> _Directions for this task_:
Which lines below include "PathCost"? Copy them all.

[Collected data entries]
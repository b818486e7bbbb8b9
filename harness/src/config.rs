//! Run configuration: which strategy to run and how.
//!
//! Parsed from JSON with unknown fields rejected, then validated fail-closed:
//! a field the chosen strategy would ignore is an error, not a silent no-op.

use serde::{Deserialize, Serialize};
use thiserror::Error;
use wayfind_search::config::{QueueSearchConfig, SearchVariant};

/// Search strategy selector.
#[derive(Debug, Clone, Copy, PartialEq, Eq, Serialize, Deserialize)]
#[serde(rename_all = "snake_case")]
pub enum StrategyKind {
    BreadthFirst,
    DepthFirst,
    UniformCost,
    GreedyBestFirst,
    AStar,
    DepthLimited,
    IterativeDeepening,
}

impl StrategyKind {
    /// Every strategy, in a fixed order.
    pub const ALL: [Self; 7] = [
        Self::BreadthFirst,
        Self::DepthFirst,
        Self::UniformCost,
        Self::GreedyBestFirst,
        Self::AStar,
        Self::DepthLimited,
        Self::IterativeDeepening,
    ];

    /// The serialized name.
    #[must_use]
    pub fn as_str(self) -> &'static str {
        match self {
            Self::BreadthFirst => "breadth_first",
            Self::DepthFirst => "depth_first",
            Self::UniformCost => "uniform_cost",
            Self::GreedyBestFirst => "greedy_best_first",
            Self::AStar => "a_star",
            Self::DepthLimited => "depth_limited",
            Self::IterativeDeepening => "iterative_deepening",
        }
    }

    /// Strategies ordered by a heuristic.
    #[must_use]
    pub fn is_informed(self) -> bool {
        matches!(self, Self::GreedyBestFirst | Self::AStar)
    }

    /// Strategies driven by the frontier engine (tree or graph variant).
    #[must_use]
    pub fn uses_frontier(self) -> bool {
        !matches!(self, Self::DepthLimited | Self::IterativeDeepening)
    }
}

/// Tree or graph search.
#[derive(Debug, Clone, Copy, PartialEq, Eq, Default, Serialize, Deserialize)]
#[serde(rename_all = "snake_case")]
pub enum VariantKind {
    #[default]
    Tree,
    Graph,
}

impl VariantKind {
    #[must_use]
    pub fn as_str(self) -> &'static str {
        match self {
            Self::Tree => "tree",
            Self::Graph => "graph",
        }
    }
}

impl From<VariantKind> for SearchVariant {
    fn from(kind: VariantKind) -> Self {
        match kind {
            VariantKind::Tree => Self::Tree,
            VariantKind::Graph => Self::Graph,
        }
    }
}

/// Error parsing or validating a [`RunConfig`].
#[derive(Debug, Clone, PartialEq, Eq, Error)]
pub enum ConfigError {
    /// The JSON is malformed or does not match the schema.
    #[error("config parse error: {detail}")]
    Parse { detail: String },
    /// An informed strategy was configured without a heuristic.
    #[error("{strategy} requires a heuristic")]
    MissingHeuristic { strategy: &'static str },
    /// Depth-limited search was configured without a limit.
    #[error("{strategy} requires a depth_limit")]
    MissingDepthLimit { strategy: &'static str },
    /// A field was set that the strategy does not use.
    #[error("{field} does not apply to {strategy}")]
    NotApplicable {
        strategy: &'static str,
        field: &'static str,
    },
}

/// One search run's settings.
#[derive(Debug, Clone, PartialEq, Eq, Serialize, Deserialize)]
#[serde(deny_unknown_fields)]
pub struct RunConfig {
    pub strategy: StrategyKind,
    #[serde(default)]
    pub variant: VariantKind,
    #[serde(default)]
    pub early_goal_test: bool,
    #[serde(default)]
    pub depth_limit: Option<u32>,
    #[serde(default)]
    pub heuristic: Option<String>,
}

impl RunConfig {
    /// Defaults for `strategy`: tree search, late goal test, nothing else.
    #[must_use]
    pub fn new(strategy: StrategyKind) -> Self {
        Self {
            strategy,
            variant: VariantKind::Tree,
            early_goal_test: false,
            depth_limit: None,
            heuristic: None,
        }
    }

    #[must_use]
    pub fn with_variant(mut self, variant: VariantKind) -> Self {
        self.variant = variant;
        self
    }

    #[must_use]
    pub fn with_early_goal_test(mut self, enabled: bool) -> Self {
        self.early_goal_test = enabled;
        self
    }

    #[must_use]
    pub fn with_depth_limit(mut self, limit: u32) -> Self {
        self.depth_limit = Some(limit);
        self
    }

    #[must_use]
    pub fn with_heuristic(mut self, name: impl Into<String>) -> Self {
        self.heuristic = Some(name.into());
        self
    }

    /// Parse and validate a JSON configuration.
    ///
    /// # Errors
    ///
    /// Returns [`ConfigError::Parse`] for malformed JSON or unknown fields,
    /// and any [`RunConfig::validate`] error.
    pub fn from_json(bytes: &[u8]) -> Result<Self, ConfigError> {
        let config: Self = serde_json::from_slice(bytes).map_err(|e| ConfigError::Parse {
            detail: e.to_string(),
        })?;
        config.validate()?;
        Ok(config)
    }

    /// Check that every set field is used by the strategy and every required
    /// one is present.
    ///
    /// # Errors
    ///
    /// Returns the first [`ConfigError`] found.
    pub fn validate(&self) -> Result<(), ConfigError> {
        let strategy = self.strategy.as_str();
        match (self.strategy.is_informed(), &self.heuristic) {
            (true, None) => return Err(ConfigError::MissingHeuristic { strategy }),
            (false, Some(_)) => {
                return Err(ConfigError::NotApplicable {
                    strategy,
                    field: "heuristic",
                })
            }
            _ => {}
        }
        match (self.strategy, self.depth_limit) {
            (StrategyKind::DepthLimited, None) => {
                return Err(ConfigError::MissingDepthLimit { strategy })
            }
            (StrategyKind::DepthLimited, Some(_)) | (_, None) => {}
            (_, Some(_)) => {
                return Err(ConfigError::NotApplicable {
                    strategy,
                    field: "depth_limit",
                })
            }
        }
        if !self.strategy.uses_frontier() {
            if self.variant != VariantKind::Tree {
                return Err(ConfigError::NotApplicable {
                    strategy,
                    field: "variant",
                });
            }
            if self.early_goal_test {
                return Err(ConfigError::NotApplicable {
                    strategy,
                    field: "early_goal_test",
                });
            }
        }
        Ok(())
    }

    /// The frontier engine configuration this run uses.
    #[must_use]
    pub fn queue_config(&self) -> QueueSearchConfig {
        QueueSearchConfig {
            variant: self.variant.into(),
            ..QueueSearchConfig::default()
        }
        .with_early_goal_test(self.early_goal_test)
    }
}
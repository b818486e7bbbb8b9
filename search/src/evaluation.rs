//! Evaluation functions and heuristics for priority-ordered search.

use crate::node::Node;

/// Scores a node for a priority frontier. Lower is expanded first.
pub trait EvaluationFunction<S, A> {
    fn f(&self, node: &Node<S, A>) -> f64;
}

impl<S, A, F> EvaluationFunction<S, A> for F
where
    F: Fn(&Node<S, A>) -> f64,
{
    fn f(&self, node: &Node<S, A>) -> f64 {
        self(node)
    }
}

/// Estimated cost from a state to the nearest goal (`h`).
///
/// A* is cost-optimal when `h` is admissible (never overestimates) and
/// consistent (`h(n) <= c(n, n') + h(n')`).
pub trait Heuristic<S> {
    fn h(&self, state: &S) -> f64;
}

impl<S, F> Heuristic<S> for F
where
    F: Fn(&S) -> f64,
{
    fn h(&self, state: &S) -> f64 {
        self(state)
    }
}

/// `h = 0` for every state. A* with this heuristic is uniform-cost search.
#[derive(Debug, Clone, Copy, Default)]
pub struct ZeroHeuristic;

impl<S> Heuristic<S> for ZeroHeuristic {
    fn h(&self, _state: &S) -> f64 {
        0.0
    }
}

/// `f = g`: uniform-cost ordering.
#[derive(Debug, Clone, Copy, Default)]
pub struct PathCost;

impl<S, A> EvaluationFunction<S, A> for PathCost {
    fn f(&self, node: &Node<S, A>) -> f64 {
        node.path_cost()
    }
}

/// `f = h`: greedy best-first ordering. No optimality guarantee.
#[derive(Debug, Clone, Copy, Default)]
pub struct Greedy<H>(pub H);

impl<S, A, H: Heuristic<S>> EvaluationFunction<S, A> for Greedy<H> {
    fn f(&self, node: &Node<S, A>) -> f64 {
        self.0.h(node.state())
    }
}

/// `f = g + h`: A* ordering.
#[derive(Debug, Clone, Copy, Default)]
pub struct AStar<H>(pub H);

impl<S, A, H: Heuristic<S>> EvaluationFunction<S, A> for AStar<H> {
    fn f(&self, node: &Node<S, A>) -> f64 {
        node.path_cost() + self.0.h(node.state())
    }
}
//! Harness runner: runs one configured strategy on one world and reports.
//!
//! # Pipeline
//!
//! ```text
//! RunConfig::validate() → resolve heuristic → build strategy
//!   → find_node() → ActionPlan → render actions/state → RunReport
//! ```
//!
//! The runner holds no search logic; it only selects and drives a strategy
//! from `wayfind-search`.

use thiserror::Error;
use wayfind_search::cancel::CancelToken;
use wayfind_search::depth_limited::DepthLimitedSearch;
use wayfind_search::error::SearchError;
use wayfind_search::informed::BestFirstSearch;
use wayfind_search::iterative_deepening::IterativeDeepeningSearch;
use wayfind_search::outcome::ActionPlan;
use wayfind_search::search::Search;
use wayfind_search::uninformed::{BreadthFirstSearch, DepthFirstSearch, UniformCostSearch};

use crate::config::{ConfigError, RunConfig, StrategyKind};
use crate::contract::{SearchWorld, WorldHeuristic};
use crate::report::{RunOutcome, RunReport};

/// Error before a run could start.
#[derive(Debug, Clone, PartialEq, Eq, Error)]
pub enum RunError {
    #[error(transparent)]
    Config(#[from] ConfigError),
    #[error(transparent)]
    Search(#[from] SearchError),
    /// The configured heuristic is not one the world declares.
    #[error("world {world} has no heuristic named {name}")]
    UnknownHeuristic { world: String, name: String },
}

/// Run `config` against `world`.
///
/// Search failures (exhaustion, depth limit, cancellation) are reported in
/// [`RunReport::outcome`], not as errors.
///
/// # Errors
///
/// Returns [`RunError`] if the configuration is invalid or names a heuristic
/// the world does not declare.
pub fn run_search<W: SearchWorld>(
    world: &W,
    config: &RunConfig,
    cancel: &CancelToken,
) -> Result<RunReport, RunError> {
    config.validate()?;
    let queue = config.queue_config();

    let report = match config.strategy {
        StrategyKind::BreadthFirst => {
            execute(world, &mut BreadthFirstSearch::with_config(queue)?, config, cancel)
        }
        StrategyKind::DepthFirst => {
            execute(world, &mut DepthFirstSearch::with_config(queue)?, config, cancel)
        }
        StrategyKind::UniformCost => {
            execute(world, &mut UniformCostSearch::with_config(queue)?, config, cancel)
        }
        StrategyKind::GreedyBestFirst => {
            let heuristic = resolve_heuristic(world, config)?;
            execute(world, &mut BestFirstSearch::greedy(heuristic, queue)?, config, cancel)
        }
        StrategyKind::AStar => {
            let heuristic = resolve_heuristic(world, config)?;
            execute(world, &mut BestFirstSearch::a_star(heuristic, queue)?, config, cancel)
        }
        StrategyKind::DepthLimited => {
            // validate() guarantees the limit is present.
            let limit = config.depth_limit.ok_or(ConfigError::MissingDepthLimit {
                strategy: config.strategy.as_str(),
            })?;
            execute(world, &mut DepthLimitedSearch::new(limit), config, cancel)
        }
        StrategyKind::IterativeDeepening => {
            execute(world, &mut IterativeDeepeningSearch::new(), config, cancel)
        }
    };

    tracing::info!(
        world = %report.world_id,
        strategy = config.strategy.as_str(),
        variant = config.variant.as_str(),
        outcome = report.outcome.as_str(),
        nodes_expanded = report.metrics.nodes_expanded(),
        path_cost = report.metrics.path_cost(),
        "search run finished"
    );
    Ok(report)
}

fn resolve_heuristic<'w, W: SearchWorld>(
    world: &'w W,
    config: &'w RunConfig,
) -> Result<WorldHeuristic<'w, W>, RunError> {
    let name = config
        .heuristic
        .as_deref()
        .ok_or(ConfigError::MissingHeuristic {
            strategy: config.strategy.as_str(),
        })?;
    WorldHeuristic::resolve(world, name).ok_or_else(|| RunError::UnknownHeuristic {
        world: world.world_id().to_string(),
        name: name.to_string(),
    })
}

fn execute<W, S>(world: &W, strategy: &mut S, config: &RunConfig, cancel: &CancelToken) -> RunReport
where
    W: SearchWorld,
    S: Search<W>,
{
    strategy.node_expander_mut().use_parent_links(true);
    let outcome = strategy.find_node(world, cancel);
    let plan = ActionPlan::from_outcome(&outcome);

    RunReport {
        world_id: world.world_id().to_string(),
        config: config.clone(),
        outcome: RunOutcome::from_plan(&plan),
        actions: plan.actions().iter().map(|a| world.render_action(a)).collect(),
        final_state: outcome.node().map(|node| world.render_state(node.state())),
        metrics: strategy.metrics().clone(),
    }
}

> _Solution below_:
pub struct PathCost;
impl<S, A> EvaluationFunction<S, A> for PathCost {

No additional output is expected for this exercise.